Segment Open

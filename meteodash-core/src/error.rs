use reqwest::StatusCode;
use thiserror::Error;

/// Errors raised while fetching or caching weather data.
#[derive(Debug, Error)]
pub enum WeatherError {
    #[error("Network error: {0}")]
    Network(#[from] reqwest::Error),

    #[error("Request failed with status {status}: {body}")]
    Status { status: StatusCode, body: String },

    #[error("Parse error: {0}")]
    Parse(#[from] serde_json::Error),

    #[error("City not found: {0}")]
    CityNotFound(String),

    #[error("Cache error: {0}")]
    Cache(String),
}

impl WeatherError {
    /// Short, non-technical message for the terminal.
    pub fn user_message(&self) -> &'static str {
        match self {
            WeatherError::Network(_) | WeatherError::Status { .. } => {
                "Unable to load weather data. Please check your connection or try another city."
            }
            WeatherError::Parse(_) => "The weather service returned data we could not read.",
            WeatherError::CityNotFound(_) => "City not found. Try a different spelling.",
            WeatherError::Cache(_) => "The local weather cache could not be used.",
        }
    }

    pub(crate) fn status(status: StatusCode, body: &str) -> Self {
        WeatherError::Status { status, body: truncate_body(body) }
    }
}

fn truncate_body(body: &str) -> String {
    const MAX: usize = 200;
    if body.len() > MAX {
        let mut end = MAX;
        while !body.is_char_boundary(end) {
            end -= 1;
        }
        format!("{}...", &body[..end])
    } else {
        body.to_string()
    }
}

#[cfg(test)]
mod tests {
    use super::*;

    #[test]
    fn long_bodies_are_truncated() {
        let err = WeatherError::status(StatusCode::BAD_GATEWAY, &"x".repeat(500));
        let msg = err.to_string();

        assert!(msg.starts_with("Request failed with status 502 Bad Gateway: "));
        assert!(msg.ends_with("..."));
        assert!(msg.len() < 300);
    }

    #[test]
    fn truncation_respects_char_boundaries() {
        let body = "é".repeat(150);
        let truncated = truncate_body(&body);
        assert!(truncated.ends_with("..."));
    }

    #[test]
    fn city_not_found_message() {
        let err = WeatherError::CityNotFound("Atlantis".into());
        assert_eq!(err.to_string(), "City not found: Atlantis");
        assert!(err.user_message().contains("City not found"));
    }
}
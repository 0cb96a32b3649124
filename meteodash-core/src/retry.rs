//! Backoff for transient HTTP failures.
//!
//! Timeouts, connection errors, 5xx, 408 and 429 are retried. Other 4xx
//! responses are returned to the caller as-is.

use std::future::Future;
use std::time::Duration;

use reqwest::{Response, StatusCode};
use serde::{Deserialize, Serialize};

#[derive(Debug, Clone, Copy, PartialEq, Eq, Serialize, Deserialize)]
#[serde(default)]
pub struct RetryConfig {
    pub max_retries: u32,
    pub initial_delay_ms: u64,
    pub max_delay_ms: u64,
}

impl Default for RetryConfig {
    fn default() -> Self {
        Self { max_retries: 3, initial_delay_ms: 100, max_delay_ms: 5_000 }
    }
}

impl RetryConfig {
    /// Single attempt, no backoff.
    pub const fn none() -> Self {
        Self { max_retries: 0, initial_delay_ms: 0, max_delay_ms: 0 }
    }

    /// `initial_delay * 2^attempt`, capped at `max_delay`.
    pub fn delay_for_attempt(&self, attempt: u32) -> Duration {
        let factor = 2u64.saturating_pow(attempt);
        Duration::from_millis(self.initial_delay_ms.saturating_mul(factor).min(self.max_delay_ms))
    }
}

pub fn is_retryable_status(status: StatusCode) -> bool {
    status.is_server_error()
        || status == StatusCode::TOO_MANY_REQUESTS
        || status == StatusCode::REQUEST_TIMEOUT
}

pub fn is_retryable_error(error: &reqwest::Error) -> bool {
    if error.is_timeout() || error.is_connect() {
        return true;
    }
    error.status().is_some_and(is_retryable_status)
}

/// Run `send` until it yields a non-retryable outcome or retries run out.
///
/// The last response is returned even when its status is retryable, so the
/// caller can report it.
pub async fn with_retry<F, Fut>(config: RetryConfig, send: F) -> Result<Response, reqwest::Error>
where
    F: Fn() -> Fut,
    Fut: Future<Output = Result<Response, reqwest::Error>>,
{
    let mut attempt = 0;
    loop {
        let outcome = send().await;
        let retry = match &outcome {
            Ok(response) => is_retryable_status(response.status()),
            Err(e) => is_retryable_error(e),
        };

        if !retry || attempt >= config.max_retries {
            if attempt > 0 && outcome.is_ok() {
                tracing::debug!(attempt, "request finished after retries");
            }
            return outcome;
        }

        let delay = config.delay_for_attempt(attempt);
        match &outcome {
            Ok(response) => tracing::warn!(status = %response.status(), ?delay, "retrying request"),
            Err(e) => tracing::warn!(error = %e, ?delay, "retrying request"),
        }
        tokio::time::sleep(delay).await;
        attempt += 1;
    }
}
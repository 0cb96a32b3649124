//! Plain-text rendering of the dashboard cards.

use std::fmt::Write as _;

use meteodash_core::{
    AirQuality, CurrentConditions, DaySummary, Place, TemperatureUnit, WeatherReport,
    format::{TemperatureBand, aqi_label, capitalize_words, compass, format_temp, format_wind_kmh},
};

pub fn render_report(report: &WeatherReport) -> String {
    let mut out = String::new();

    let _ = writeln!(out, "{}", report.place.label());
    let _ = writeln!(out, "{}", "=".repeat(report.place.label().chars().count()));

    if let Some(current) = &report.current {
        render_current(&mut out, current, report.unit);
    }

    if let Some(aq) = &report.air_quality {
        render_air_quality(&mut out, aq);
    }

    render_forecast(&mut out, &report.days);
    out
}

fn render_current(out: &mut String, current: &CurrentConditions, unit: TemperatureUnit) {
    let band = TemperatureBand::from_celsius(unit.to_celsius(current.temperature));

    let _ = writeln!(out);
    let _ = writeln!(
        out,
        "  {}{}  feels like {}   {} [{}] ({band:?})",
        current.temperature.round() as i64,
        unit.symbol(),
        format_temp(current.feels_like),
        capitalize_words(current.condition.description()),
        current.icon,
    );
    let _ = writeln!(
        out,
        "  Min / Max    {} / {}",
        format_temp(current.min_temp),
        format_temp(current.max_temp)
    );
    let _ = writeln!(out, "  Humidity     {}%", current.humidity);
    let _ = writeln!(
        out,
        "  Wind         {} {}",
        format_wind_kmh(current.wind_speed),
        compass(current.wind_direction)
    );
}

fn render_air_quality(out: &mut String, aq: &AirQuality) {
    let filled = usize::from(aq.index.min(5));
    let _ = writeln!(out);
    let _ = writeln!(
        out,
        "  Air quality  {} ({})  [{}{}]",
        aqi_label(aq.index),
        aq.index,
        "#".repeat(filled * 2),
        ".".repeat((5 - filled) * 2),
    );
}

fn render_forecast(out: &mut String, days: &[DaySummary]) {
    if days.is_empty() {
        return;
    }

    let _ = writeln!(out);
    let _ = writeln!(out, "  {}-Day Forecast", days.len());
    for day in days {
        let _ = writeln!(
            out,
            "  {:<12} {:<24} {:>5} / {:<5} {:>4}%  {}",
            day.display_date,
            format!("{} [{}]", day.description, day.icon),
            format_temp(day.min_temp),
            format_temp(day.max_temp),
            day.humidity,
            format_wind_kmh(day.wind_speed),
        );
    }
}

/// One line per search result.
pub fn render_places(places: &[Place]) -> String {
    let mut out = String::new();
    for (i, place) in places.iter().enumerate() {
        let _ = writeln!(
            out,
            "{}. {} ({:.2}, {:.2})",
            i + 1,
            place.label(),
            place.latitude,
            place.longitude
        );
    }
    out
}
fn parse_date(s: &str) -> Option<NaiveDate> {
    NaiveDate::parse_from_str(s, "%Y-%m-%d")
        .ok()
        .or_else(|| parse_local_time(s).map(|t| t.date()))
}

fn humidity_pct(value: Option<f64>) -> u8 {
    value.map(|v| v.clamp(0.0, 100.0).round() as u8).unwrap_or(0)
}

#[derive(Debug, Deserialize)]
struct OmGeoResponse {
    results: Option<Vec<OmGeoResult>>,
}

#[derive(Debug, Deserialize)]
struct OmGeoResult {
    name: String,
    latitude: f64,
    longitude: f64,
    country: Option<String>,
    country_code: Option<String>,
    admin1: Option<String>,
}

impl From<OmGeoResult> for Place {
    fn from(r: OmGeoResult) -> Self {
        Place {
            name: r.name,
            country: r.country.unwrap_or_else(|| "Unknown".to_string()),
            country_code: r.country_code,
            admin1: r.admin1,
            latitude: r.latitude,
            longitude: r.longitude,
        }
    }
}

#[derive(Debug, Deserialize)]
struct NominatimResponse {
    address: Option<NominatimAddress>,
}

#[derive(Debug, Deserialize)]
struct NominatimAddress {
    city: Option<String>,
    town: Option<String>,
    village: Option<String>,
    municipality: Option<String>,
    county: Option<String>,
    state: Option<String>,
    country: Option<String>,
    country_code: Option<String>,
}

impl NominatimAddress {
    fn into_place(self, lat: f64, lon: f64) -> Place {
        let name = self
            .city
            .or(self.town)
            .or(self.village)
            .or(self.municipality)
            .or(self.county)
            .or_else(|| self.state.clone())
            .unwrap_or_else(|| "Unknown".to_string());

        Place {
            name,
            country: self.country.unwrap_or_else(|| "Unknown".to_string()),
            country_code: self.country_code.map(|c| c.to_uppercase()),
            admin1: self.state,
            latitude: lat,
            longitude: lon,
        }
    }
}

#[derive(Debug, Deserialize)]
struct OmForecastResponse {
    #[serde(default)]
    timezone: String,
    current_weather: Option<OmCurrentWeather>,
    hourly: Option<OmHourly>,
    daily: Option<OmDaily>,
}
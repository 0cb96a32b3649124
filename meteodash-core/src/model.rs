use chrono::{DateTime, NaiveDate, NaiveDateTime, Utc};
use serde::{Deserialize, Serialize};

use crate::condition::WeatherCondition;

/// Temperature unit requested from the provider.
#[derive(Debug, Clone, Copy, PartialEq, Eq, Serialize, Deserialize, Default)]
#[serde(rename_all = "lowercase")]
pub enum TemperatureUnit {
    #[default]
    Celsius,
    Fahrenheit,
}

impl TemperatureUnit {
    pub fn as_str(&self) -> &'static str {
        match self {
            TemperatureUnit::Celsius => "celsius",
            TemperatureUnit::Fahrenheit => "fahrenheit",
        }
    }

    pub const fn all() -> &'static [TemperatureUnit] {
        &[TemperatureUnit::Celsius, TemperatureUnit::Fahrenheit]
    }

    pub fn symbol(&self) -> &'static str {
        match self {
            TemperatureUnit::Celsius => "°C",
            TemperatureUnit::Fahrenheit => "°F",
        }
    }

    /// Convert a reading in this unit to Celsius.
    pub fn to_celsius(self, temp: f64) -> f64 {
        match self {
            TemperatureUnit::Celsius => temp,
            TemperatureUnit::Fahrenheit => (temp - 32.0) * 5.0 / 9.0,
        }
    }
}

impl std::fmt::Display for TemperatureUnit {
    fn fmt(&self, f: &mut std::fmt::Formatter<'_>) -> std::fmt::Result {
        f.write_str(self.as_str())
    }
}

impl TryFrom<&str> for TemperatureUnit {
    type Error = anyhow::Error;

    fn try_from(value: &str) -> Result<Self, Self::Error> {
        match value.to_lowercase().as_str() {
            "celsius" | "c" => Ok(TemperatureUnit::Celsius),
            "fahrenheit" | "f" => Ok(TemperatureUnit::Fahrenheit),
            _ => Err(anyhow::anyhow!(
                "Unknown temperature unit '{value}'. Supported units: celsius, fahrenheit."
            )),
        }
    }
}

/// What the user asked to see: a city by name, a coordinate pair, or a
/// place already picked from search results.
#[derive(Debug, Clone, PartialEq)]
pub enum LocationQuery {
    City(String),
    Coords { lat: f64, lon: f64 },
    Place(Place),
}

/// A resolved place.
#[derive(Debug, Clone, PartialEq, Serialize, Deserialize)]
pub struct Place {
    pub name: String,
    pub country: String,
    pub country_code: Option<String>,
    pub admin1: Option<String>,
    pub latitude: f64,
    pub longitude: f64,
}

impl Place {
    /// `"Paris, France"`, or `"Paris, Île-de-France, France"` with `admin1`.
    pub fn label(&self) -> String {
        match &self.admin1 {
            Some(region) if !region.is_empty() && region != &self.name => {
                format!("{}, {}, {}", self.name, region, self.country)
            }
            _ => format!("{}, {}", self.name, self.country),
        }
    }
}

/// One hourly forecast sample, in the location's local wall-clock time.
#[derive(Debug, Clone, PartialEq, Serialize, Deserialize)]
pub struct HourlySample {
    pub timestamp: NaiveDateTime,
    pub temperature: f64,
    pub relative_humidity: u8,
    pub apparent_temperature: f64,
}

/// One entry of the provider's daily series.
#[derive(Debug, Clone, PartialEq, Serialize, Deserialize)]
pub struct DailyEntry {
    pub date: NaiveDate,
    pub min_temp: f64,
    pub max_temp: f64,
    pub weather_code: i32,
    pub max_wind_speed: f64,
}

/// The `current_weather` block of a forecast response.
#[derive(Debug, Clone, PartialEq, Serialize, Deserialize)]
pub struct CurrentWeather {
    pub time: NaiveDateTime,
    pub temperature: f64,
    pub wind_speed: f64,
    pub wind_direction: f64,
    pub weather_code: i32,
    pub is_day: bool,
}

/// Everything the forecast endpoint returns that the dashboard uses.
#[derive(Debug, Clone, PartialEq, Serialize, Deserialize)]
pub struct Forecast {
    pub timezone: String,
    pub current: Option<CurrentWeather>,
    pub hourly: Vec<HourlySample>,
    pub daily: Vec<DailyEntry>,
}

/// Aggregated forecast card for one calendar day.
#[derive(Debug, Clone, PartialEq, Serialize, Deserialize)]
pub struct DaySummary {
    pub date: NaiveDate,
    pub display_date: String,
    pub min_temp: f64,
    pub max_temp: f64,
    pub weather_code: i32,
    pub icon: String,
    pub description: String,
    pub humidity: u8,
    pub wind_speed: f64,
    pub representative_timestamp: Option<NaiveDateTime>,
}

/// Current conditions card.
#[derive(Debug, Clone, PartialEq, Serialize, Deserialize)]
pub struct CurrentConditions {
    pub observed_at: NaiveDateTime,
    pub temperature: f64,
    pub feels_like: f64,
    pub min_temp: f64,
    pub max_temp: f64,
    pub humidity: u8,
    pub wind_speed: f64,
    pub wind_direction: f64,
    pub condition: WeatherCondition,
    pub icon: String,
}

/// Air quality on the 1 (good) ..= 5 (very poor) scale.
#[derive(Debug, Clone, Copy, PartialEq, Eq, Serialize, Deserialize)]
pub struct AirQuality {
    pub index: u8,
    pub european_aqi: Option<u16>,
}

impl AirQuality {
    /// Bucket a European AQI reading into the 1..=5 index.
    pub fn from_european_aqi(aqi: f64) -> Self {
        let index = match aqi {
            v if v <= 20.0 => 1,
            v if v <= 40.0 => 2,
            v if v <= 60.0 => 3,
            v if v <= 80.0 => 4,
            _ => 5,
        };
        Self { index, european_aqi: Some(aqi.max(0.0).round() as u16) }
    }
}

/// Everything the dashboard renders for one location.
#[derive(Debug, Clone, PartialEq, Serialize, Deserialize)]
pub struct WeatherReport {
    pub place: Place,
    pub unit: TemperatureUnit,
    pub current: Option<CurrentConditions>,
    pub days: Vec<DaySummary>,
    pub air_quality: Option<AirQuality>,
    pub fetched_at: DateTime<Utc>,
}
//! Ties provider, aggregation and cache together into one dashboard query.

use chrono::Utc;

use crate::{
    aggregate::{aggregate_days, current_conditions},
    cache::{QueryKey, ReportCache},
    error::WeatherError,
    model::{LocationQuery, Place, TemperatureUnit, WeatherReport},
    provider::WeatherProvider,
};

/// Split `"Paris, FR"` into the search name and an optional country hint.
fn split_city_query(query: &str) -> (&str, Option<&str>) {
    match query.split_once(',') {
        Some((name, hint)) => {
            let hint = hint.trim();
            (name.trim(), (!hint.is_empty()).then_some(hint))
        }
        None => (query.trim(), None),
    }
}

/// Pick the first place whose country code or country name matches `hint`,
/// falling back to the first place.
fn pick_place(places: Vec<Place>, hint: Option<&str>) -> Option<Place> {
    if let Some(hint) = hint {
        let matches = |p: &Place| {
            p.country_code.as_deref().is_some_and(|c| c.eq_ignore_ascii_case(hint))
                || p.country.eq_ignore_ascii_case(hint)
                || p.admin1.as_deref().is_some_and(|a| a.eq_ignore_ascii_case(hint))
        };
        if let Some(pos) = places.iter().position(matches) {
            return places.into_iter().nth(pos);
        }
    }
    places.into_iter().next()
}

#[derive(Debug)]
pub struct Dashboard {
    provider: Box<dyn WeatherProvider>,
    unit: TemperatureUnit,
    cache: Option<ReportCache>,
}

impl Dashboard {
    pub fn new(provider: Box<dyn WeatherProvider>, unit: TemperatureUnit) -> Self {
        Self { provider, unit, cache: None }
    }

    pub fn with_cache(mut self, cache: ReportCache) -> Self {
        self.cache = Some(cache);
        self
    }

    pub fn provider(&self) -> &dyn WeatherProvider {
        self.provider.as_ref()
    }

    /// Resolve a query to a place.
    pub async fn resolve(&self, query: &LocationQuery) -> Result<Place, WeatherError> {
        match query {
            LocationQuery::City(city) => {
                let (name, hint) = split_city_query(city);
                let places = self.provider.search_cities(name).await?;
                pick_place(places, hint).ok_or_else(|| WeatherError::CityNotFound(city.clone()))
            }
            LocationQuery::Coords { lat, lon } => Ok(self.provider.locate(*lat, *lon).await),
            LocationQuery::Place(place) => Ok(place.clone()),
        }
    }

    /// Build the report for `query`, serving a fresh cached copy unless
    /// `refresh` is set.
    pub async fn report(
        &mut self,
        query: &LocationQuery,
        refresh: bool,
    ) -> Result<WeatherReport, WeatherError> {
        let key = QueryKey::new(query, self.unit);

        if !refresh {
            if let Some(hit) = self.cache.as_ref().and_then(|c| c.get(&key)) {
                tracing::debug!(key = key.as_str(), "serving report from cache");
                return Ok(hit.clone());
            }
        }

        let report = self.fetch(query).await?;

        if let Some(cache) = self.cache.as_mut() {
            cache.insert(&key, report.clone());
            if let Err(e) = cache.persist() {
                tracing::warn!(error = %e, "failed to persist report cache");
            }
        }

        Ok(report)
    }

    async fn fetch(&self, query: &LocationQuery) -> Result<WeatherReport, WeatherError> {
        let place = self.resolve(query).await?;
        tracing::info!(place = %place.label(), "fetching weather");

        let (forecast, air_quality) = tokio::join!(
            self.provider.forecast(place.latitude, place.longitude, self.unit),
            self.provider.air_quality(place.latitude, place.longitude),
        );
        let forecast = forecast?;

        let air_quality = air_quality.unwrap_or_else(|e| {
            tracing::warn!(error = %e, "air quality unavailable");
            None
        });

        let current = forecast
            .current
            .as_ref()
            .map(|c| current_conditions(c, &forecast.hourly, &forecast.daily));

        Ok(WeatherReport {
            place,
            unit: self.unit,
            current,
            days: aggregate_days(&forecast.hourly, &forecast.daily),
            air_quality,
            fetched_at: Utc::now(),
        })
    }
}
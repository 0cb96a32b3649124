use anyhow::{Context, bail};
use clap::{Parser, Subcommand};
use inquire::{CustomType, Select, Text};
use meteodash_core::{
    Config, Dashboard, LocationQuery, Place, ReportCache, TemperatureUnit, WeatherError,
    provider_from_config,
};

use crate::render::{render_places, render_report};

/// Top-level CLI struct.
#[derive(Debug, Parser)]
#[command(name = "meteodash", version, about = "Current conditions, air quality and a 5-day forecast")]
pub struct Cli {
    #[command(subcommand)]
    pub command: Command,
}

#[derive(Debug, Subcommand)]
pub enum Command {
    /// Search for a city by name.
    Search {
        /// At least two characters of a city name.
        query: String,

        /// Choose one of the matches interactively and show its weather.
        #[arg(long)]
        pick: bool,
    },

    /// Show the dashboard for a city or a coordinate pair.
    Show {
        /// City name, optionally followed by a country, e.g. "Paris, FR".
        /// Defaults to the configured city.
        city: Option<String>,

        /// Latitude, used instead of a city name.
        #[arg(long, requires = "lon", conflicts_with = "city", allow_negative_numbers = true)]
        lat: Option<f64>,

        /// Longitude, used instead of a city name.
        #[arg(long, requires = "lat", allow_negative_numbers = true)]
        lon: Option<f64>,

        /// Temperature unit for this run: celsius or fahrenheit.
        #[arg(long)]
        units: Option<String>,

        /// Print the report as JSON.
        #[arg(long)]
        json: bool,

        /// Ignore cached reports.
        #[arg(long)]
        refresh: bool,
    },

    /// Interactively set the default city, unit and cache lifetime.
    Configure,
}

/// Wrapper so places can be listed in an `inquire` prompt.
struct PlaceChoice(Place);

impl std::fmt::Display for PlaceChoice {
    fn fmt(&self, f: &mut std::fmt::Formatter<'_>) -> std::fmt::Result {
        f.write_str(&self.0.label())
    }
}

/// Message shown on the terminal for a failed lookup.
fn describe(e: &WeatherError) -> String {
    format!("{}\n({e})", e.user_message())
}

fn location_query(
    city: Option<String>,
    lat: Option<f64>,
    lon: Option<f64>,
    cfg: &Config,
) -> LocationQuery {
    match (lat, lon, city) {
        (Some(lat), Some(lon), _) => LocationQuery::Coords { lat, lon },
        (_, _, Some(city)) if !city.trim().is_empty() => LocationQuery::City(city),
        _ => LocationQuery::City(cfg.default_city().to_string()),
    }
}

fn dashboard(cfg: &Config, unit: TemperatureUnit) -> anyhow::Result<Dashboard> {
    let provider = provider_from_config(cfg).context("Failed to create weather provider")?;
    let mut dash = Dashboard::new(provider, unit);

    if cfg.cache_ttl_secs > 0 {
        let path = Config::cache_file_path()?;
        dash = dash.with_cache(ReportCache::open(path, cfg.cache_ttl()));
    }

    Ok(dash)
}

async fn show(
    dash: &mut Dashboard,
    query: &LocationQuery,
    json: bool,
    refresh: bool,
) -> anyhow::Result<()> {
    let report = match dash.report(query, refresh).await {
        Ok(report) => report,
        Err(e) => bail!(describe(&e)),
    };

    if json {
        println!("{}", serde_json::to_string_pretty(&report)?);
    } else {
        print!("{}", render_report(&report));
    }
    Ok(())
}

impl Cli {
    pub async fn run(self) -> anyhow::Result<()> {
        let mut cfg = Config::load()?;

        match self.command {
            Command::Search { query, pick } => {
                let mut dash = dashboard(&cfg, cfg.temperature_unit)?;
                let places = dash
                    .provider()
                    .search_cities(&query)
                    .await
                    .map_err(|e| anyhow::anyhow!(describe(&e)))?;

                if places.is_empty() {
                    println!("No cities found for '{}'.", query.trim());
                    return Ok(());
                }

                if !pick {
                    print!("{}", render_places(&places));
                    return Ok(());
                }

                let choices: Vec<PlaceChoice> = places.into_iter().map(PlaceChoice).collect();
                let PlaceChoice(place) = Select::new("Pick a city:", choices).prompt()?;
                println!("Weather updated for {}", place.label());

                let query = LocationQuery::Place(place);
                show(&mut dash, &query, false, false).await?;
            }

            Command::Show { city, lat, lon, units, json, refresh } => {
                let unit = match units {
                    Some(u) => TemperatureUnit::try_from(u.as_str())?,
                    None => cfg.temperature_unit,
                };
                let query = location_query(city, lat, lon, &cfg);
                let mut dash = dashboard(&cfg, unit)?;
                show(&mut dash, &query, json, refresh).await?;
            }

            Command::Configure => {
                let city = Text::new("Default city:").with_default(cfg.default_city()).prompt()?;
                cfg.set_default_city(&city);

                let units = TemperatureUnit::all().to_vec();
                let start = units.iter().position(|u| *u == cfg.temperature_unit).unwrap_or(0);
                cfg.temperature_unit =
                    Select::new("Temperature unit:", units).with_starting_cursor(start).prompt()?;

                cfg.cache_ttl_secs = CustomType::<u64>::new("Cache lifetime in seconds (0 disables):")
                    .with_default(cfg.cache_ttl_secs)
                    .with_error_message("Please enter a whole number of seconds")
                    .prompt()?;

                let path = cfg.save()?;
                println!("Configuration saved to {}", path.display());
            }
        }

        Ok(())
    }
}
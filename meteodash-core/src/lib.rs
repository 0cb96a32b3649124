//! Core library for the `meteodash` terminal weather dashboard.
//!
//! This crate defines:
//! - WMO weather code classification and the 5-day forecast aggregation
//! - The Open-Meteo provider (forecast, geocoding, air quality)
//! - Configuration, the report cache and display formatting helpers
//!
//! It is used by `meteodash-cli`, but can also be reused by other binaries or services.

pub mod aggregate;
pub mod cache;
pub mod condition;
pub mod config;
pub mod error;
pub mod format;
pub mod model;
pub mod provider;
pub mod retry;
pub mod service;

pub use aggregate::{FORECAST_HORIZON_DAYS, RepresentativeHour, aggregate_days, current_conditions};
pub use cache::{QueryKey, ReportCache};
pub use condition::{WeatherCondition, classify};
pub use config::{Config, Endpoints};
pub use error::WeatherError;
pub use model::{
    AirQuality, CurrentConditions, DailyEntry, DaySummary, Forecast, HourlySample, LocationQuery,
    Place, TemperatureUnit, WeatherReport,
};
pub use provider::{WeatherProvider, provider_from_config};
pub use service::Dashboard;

Segment Closed

* Exercise directions *
In which lines of the material above does the string "TemperatureBand" occur? Copy them all.

* Exercise output *
    format::{TemperatureBand, aqi_label, capitalize_words, compass, format_temp, format_wind_kmh},
    let band = TemperatureBand::from_celsius(unit.to_celsius(current.temperature));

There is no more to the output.